**Exercise description**
Note each line of the entries that includes "allowed". Then copy those lines.
[[ Material for this task open ]]
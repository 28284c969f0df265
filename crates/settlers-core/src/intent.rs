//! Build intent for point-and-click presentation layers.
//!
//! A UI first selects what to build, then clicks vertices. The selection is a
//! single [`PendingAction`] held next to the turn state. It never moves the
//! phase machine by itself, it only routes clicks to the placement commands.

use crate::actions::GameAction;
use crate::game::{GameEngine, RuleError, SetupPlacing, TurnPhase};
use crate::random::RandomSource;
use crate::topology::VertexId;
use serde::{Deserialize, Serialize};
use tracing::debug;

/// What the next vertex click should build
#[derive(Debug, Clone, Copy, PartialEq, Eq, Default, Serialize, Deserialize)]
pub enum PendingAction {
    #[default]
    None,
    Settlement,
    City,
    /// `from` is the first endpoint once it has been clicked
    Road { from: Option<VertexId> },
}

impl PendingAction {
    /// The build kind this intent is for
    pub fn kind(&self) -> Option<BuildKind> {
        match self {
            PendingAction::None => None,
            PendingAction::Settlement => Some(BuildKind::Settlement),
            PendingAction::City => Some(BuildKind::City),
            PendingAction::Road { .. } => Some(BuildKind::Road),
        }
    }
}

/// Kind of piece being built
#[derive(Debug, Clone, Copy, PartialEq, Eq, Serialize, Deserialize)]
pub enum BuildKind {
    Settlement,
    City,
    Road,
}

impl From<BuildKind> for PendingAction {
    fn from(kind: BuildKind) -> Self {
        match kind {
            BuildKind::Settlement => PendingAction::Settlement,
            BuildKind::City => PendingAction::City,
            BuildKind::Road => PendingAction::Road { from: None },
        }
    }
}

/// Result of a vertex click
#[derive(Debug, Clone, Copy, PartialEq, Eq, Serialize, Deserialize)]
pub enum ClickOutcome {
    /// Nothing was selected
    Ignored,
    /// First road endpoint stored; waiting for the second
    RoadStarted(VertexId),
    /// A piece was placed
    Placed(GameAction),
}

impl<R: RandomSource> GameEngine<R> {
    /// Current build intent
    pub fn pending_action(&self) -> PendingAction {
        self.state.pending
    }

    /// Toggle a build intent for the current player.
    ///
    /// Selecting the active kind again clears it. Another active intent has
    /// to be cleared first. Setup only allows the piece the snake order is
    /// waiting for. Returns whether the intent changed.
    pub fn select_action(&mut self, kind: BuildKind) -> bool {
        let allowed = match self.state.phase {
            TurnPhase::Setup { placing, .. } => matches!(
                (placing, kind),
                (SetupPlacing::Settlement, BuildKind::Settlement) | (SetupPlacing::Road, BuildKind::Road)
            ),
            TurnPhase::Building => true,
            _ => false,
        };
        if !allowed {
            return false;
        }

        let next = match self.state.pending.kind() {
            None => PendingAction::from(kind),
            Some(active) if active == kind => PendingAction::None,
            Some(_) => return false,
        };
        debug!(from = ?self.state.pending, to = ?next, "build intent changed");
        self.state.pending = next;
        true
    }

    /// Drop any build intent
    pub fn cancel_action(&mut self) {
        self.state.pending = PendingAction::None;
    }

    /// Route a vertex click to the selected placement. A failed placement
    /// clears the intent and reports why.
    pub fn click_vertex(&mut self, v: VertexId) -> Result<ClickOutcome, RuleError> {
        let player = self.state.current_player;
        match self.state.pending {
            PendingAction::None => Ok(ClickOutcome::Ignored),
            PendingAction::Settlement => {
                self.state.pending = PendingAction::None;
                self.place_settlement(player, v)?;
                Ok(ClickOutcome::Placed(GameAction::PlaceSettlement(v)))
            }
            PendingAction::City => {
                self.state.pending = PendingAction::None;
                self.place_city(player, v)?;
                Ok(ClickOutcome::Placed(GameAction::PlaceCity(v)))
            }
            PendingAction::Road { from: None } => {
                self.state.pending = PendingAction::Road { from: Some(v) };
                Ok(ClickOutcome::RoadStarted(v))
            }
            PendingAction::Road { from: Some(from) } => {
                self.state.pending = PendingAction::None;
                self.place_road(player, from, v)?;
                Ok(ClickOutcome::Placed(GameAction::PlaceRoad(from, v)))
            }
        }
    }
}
[[ Material for this task closed ]]
[[ Material for this task open ]]
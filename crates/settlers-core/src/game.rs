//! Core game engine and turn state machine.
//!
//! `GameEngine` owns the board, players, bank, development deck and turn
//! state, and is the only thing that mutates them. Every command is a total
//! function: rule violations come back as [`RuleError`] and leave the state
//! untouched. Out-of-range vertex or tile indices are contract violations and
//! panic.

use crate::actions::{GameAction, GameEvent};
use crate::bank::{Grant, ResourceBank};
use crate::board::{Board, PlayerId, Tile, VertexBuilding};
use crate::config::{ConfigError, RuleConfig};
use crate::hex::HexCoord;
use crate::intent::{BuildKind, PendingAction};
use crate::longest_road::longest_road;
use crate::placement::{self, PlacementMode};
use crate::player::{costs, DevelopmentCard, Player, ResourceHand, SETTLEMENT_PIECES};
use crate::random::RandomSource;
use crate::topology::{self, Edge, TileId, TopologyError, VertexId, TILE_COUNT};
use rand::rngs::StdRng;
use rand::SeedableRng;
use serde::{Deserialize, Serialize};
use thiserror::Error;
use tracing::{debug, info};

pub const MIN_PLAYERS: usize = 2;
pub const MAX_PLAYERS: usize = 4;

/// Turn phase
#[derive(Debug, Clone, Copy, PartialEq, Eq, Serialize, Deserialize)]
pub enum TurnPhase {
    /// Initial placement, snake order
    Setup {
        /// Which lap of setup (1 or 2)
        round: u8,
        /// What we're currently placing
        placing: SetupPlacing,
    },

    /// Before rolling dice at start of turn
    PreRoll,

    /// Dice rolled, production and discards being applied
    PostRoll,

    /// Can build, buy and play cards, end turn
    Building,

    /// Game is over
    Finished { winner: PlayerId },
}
[[ Material for this task closed ]]
**Solution to this exercise**
        let allowed = match self.state.phase {
        if !allowed {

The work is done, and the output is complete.